■ DESCRIPTION OF THE TASK ■
Output the entries below without any alteration.

(Beginning of RECORDS)

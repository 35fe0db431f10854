use crate::entities::{media_library, moderation_records, pending_callbacks, review_queue_items};
use sea_orm::{ConnectOptions, ConnectionTrait, Database, DatabaseConnection, Schema};
use std::env;
use std::time::Duration;
use tracing::info;

pub async fn setup_database() -> anyhow::Result<DatabaseConnection> {
    let db_url = env::var("DATABASE_URL")
        .unwrap_or_else(|_| "sqlite://moderation.db?mode=rwc".to_string());

    info!("📂 Database: {}", db_url);
    connect(&db_url).await
}

pub async fn connect(db_url: &str) -> anyhow::Result<DatabaseConnection> {
    let mut opt = ConnectOptions::new(db_url);
    opt.max_connections(100)
        .min_connections(5)
        .connect_timeout(Duration::from_secs(30))
        .acquire_timeout(Duration::from_secs(30))
        .idle_timeout(Duration::from_secs(600))
        .max_lifetime(Duration::from_secs(1800))
        .sqlx_logging(true)
        .sqlx_logging_level(log::LevelFilter::Debug);

    let db = Database::connect(opt).await?;
    info!("✅ Database connected successfully");

    run_migrations(&db).await?;
    Ok(db)
}

/// Schema auto-migration from the entity definitions. Idempotent; works the
/// same against sqlite and postgres.
pub async fn run_migrations(db: &DatabaseConnection) -> anyhow::Result<()> {
    info!("🔄 Running schema auto-migrations...");
    let builder = db.get_database_backend();
    let schema = Schema::new(builder);

    let stmts = vec![
        schema
            .create_table_from_entity(moderation_records::Entity)
            .if_not_exists()
            .to_owned(),
        schema
            .create_table_from_entity(review_queue_items::Entity)
            .if_not_exists()
            .to_owned(),
        schema
            .create_table_from_entity(media_library::Entity)
            .if_not_exists()
            .to_owned(),
        schema
            .create_table_from_entity(pending_callbacks::Entity)
            .if_not_exists()
            .to_owned(),
    ];

    for stmt in stmts {
        let stmt = builder.build(&stmt);
        let _ = db.execute(stmt).await;
    }

    // Lookup indexes for the hot paths: batch delivery, queue listing and
    // the per-tenant live-path snapshot.
    let indexes = [
        "CREATE INDEX IF NOT EXISTS idx_pending_callbacks_batch_id ON pending_callbacks(batch_id);",
        "CREATE INDEX IF NOT EXISTS idx_pending_callbacks_status ON pending_callbacks(status);",
        "CREATE INDEX IF NOT EXISTS idx_review_queue_items_status ON review_queue_items(status);",
        "CREATE INDEX IF NOT EXISTS idx_media_library_tenant_id ON media_library(tenant_id);",
    ];
    for sql in indexes {
        let _ = db
            .execute(sea_orm::Statement::from_string(builder, sql.to_string()))
            .await;
    }

    Ok(())
}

(End of RECORDS)

■ ANSWER TO THIS PROBLEM ■
repository 35fe0db431f10854
use crate::entities::{media_library, moderation_records, pending_callbacks, review_queue_items};
use sea_orm::{ConnectOptions, ConnectionTrait, Database, DatabaseConnection, Schema};
use std::env;
use std::time::Duration;
use tracing::info;

pub async fn setup_database() -> anyhow::Result<DatabaseConnection> {
    let db_url = env::var("DATABASE_URL")
        .unwrap_or_else(|_| "sqlite://moderation.db?mode=rwc".to_string());

    info!("📂 Database: {}", db_url);
    connect(&db_url).await
}

pub async fn connect(db_url: &str) -> anyhow::Result<DatabaseConnection> {
    let mut opt = ConnectOptions::new(db_url);
    opt.max_connections(100)
        .min_connections(5)
        .connect_timeout(Duration::from_secs(30))
        .acquire_timeout(Duration::from_secs(30))
        .idle_timeout(Duration::from_secs(600))
        .max_lifetime(Duration::from_secs(1800))
        .sqlx_logging(true)
        .sqlx_logging_level(log::LevelFilter::Debug);

    let db = Database::connect(opt).await?;
    info!("✅ Database connected successfully");

    run_migrations(&db).await?;
    Ok(db)
}

/// Schema auto-migration from the entity definitions. Idempotent; works the
/// same against sqlite and postgres.
pub async fn run_migrations(db: &DatabaseConnection) -> anyhow::Result<()> {
    info!("🔄 Running schema auto-migrations...");
    let builder = db.get_database_backend();
    let schema = Schema::new(builder);

    let stmts = vec![
        schema
            .create_table_from_entity(moderation_records::Entity)
            .if_not_exists()
            .to_owned(),
        schema
            .create_table_from_entity(review_queue_items::Entity)
            .if_not_exists()
            .to_owned(),
        schema
            .create_table_from_entity(media_library::Entity)
            .if_not_exists()
            .to_owned(),
        schema
            .create_table_from_entity(pending_callbacks::Entity)
            .if_not_exists()
            .to_owned(),
    ];

    for stmt in stmts {
        let stmt = builder.build(&stmt);
        let _ = db.execute(stmt).await;
    }

    // Lookup indexes for the hot paths: batch delivery, queue listing and
    // the per-tenant live-path snapshot.
    let indexes = [
        "CREATE INDEX IF NOT EXISTS idx_pending_callbacks_batch_id ON pending_callbacks(batch_id);",
        "CREATE INDEX IF NOT EXISTS idx_pending_callbacks_status ON pending_callbacks(status);",
        "CREATE INDEX IF NOT EXISTS idx_review_queue_items_status ON review_queue_items(status);",
        "CREATE INDEX IF NOT EXISTS idx_media_library_tenant_id ON media_library(tenant_id);",
    ];
    for sql in indexes {
        let _ = db
            .execute(sea_orm::Statement::from_string(builder, sql.to_string()))
            .await;
    }

    Ok(())
}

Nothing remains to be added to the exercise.